§ WORK ITEM
If a line in the data below contains the word "internal", copy it out.

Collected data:

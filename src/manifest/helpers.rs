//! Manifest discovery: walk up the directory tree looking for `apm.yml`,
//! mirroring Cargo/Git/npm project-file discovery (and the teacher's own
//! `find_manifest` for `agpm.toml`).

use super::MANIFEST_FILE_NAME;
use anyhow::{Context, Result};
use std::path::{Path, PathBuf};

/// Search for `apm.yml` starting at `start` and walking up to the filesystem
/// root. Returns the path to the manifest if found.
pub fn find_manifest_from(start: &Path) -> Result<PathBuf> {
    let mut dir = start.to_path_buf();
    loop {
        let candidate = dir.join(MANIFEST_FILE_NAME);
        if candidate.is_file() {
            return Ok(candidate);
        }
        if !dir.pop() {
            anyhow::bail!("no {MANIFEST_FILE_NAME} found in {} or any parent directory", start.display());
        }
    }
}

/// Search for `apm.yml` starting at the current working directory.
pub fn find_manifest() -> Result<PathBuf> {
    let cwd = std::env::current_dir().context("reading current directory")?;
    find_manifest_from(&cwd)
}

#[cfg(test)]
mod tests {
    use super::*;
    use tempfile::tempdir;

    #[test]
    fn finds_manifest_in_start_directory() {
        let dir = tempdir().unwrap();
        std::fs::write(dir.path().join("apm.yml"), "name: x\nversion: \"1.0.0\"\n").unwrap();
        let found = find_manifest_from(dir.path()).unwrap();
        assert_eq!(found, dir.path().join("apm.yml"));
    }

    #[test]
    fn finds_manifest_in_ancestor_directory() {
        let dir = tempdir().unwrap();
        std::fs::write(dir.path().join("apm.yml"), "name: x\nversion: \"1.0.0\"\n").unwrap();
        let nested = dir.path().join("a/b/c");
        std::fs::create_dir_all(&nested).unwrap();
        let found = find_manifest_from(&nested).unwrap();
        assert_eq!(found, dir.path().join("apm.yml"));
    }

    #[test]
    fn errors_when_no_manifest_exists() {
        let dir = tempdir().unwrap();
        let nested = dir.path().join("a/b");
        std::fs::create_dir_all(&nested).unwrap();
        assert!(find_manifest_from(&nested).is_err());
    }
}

--

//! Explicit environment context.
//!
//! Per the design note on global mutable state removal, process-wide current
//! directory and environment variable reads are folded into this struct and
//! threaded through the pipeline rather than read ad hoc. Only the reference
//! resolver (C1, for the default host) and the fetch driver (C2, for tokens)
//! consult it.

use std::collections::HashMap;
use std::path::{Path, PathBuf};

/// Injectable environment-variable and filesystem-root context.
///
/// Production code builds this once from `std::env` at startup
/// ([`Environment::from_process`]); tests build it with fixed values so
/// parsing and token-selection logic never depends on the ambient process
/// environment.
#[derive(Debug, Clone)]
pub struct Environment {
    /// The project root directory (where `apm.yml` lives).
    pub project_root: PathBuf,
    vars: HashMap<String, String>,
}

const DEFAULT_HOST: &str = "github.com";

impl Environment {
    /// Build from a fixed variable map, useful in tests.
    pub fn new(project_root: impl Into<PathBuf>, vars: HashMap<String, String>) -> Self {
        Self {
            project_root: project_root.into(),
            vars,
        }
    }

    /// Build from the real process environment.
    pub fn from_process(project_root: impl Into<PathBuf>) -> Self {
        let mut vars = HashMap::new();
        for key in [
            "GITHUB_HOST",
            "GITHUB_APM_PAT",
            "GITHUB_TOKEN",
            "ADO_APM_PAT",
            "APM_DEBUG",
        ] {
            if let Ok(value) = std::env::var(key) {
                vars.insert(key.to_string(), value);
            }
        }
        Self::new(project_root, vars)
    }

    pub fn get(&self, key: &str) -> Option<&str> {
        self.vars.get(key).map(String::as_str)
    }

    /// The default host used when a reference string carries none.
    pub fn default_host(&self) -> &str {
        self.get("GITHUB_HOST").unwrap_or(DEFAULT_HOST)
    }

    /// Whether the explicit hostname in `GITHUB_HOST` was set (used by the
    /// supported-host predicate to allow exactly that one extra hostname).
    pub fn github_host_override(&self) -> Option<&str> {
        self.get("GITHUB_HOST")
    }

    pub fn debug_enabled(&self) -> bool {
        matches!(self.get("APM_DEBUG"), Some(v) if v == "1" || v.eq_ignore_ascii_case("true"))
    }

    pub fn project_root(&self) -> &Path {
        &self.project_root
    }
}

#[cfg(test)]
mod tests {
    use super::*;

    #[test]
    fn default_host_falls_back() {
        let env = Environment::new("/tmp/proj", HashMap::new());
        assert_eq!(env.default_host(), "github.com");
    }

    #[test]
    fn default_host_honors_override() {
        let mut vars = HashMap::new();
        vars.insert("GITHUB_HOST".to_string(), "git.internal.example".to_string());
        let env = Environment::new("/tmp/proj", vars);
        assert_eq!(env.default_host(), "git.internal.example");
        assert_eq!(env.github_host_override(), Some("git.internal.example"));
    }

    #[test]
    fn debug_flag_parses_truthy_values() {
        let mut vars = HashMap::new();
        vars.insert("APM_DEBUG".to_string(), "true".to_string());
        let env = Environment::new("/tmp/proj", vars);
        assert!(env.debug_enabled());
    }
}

§ RESPONSE TO THIS TASK
        vars.insert("GITHUB_HOST".to_string(), "git.internal.example".to_string());
        assert_eq!(env.default_host(), "git.internal.example");
        assert_eq!(env.github_host_override(), Some("git.internal.example"));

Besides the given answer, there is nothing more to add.